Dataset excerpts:
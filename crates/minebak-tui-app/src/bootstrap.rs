// Copyright (c) 2025 Geoffrey Huntley <ghuntley@ghuntley.com>. All rights reserved.
// SPDX-License-Identifier: Proprietary

//! Application assembly and the mounted run loop.
//!
//! Startup always happens in the same order: router, i18n, root
//! component, plugins (router first), mount.

use std::collections::VecDeque;
use std::fmt;
use std::path::PathBuf;
use std::time::{Duration, Instant};

use minebak_backup::{BackupStore, Inventory};
use minebak_cli_config::MinebakConfig;
use minebak_common_i18n::{I18n, I18nConfig};
use minebak_tui_component::{Component, RenderContext};
use minebak_tui_core::{Action, Event, EventSource, Keymap};
use minebak_tui_router::{MemoryHistory, RouteEntry, Router};
use minebak_tui_theme::Theme;
use ratatui::backend::Backend;

use crate::error::BootstrapError;
use crate::host::Host;
use crate::keymap::{ShellKeymap, CYCLE_LOCALE};
use crate::plugin::{AppContext, I18nPlugin, Plugin, RouterPlugin};
use crate::routes::{ViewKind, ROUTES};
use crate::shell::Shell;
use crate::views::{SettingsInfo, Views};

/// Default mount target.
pub const APP_SELECTOR: &str = "#app";

/// Upper bound on actions handled for a single dispatch.
const MAX_DISPATCH: usize = 256;

/// An application that has its root component and plugins but is not mounted.
pub struct App {
	root: Box<dyn Component>,
	context: AppContext,
	theme: Theme,
}

impl fmt::Debug for App {
	fn fmt(&self, f: &mut fmt::Formatter<'_>) -> fmt::Result {
		f.debug_struct("App")
			.field("root", &self.root.id())
			.field("context", &self.context)
			.field("theme", &self.theme.name)
			.finish()
	}
}

pub struct AppBuilder {
	root: Box<dyn Component>,
	plugins: Vec<Box<dyn Plugin>>,
	theme: Theme,
}

impl AppBuilder {
	pub fn new(root: impl Component + 'static) -> Self {
		Self {
			root: Box::new(root),
			plugins: Vec::new(),
			theme: Theme::default(),
		}
	}

	/// Plugins install in the order they are added.
	pub fn plugin(mut self, plugin: impl Plugin + 'static) -> Self {
		self.plugins.push(Box::new(plugin));
		self
	}

	pub fn theme(mut self, theme: Theme) -> Self {
		self.theme = theme;
		self
	}

	pub fn build(self) -> Result<App, BootstrapError> {
		let mut context = AppContext::default();
		for plugin in self.plugins {
			let name = plugin.name();
			if context.is_installed(name) {
				return Err(BootstrapError::DuplicatePlugin(name));
			}
			plugin.install(&mut context)?;
			context.mark_installed(name);
			tracing::debug!(plugin = name, "plugin installed");
		}
		Ok(App {
			root: self.root,
			context,
			theme: self.theme,
		})
	}
}

impl App {
	pub fn builder(root: impl Component + 'static) -> AppBuilder {
		AppBuilder::new(root)
	}

	pub fn context(&self) -> &AppContext {
		&self.context
	}

	pub fn theme(&self) -> &Theme {
		&self.theme
	}

	/// Attach the application to `selector` on `host`.
	///
	/// On failure the application is handed back unchanged so the caller
	/// can retry against another target.
	pub fn mount<B: Backend>(
		mut self,
		host: &mut Host<B>,
		selector: &str,
	) -> Result<MountedApp, MountFailure> {
		if let Err(error) = self.context.check_ready() {
			return Err(MountFailure { app: self, error });
		}
		if let Err(error) = host.attach(selector) {
			tracing::warn!(selector, error = %error, "mount failed");
			return Err(MountFailure { app: self, error });
		}
		if let Err(error) = self.root.init() {
			host.detach(selector);
			tracing::error!(selector, error = %error, "root component failed to initialize");
			return Err(MountFailure {
				app: self,
				error: error.into(),
			});
		}

		let plugins = self.context.installed().to_vec();
		let (router, i18n) = match self.context.take() {
			Ok(services) => services,
			Err(error) => {
				host.detach(selector);
				return Err(MountFailure { app: self, error });
			}
		};
		let keymap = ShellKeymap::new(router.routes().iter().map(|entry| entry.path));
		let current = router.current_path().to_string();

		let mut mounted = MountedApp {
			root: self.root,
			router,
			i18n,
			theme: self.theme,
			keymap,
			plugins,
			selector: selector.to_string(),
			should_quit: false,
		};
		mounted.dispatch(Action::RouteChanged(current));
		tracing::info!(
			selector,
			route = mounted.router.current_path(),
			locale = mounted.i18n.locale(),
			"application mounted"
		);
		Ok(mounted)
	}
}

/// A failed mount, carrying the application back to the caller.
#[derive(Debug, thiserror::Error)]
#[error("{error}")]
pub struct MountFailure {
	app: App,
	#[source]
	error: BootstrapError,
}

impl MountFailure {
	pub fn into_app(self) -> App {
		self.app
	}

	pub fn error(&self) -> &BootstrapError {
		&self.error
	}

	pub fn into_error(self) -> BootstrapError {
		self.error
	}
}

/// A mounted application: owns the router, i18n context and root component.
pub struct MountedApp {
	root: Box<dyn Component>,
	router: Router<ViewKind>,
	i18n: I18n,
	theme: Theme,
	keymap: ShellKeymap,
	plugins: Vec<&'static str>,
	selector: String,
	should_quit: bool,
}

impl fmt::Debug for MountedApp {
	fn fmt(&self, f: &mut fmt::Formatter<'_>) -> fmt::Result {
		f.debug_struct("MountedApp")
			.field("root", &self.root.id())
			.field("route", &self.router.current_path())
			.field("locale", &self.i18n.locale())
			.field("selector", &self.selector)
			.field("should_quit", &self.should_quit)
			.finish()
	}
}

impl MountedApp {
	pub fn router(&self) -> &Router<ViewKind> {
		&self.router
	}

	pub fn i18n(&self) -> &I18n {
		&self.i18n
	}

	pub fn theme(&self) -> &Theme {
		&self.theme
	}

	pub fn root(&self) -> &dyn Component {
		self.root.as_ref()
	}

	/// Installed plugin names in installation order.
	pub fn plugins(&self) -> &[&'static str] {
		&self.plugins
	}

	pub fn selector(&self) -> &str {
		&self.selector
	}

	pub fn should_quit(&self) -> bool {
		self.should_quit
	}

	/// Global keys first, then the root component.
	pub fn handle_event(&mut self, event: &Event) {
		if let Event::Key(key) = event {
			if let Some(action) = self.keymap.key_to_action(key, self.router.current_path()) {
				self.dispatch(action);
				return;
			}
		}
		match event {
			Event::Resize(width, height) => self.dispatch(Action::Resize(*width, *height)),
			Event::Tick => self.dispatch(Action::Tick),
			_ => {}
		}
		for action in self.root.handle_event(event) {
			self.dispatch(action);
		}
	}

	/// Apply `action` and everything it produces, breadth first.
	pub fn dispatch(&mut self, action: Action) {
		let mut queue = VecDeque::from([action]);
		let mut handled = 0;
		while let Some(action) = queue.pop_front() {
			handled += 1;
			if handled > MAX_DISPATCH {
				tracing::warn!(pending = queue.len(), "dispatch limit reached, dropping actions");
				break;
			}
			match action {
				Action::Quit => {
					tracing::debug!("quit requested");
					self.should_quit = true;
				}
				Action::Navigate(path) => match self.router.push(&path) {
					Ok(navigation) if navigation.is_changed() => {
						queue.push_back(Action::RouteChanged(navigation.entry().path.to_string()));
					}
					Ok(_) => {}
					Err(error) => tracing::warn!(path = %path, error = %error, "navigation rejected"),
				},
				Action::Back => {
					if let Some(entry) = self.router.back() {
						queue.push_back(Action::RouteChanged(entry.path.to_string()));
					}
				}
				Action::Forward => {
					if let Some(entry) = self.router.forward() {
						queue.push_back(Action::RouteChanged(entry.path.to_string()));
					}
				}
				Action::SwitchLocale(locale) => match self.i18n.set_locale(&locale) {
					Ok(()) => queue.extend(self.root.update(&Action::SwitchLocale(locale))),
					Err(error) => tracing::warn!(locale = %locale, error = %error, "locale switch rejected"),
				},
				action if action.is_custom(CYCLE_LOCALE) => {
					queue.push_back(Action::SwitchLocale(self.i18n.next_locale()));
				}
				action => queue.extend(self.root.update(&action)),
			}
		}
	}

	pub fn draw<B: Backend>(&self, host: &mut Host<B>) -> Result<(), BootstrapError> {
		let ctx = RenderContext::new(&self.theme, &self.i18n, self.router.current_path());
		host.terminal_mut()
			.draw(|frame| {
				let area = frame.area();
				self.root.render(frame, area, &ctx);
			})
			.map_err(|e| BootstrapError::Backend(e.to_string()))?;
		Ok(())
	}

	/// Draw, wait for input, repeat until quit or the event source closes.
	pub fn run<B: Backend, E: EventSource>(
		&mut self,
		host: &mut Host<B>,
		events: &mut E,
		tick_rate: Duration,
	) -> Result<(), BootstrapError> {
		tracing::info!(tick_rate = ?tick_rate, "event loop started");
		let mut last_tick = Instant::now();
		while !self.should_quit {
			self.draw(host)?;
			if events.is_closed() {
				tracing::debug!("event source closed");
				break;
			}
			let timeout = tick_rate.saturating_sub(last_tick.elapsed());
			let event = events
				.next(timeout)
				.map_err(|e| BootstrapError::Backend(e.to_string()))?;
			if let Some(event) = event {
				self.handle_event(&event);
			}
			if last_tick.elapsed() >= tick_rate {
				self.dispatch(Action::Tick);
				last_tick = Instant::now();
			}
		}
		tracing::info!(route = self.router.current_path(), "event loop stopped");
		Ok(())
	}
}

/// Everything [`initialize`] needs.
#[derive(Debug, Clone)]
pub struct BootstrapOptions {
	pub routes: &'static [RouteEntry<ViewKind>],
	pub i18n: I18nConfig,
	pub theme: Theme,
	pub selector: String,
	pub settings: SettingsInfo,
	pub inventory: Inventory,
	pub store: BackupStore,
	/// Interval for automatic backups while the interface runs.
	pub auto_backup: Option<Duration>,
}

impl BootstrapOptions {
	pub fn new(backup_root: impl Into<PathBuf>) -> Self {
		let backup_root = backup_root.into();
		Self {
			routes: ROUTES,
			i18n: I18nConfig::default(),
			theme: Theme::default(),
			selector: APP_SELECTOR.to_string(),
			settings: SettingsInfo {
				backup_root: backup_root.clone(),
				..SettingsInfo::default()
			},
			inventory: Inventory::default(),
			store: BackupStore::new(backup_root),
			auto_backup: None,
		}
	}

	pub fn from_config(
		config: &MinebakConfig,
		config_path: Option<PathBuf>,
		backup_root: PathBuf,
	) -> Self {
		let theme = Theme::by_name(&config.theme).unwrap_or_else(|| {
			tracing::warn!(theme = %config.theme, known = ?Theme::names(), "unknown theme, using default");
			Theme::default()
		});
		Self {
			routes: ROUTES,
			i18n: config.i18n_config(),
			theme,
			selector: APP_SELECTOR.to_string(),
			settings: SettingsInfo {
				config_path,
				backup_root: backup_root.clone(),
				instance_roots: config.instance_roots.clone(),
			},
			inventory: Inventory::new(config.instance_roots.clone()),
			store: BackupStore::new(backup_root),
			auto_backup: config.auto_backup_interval(),
		}
	}

	pub fn with_routes(mut self, routes: &'static [RouteEntry<ViewKind>]) -> Self {
		self.routes = routes;
		self
	}

	pub fn with_i18n(mut self, i18n: I18nConfig) -> Self {
		self.i18n = i18n;
		self
	}

	pub fn with_selector(mut self, selector: impl Into<String>) -> Self {
		self.selector = selector.into();
		self
	}

	pub fn with_auto_backup(mut self, interval: Duration) -> Self {
		self.auto_backup = Some(interval);
		self
	}

	pub fn with_inventory(mut self, inventory: Inventory) -> Self {
		self.settings.instance_roots = inventory.roots().to_vec();
		self.inventory = inventory;
		self
	}
}

/// Build and mount the application onto `options.selector`.
pub fn initialize<B: Backend>(
	host: &mut Host<B>,
	options: BootstrapOptions,
) -> Result<MountedApp, BootstrapError> {
	let router = Router::new(MemoryHistory::new(), options.routes)?;
	let i18n = I18n::new(options.i18n)?;
	let mut views = Views::new(options.settings, options.inventory, options.store);
	views.saves.set_auto_backup(options.auto_backup);
	let shell = Shell::new(options.routes, views);
	let app = App::builder(shell)
		.plugin(RouterPlugin::new(router))
		.plugin(I18nPlugin::new(i18n))
		.theme(options.theme)
		.build()?;
	app.mount(host, &options.selector).map_err(MountFailure::into_error)
}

To do: Look above for the line containing "let shell = Shell::new(options.routes, views);"; copy from it through the last line, exactly, and nothing more.

Task answer:
	let shell = Shell::new(options.routes, views);
	let app = App::builder(shell)
		.plugin(RouterPlugin::new(router))
		.plugin(I18nPlugin::new(i18n))
		.theme(options.theme)
		.build()?;
	app.mount(host, &options.selector).map_err(MountFailure::into_error)
}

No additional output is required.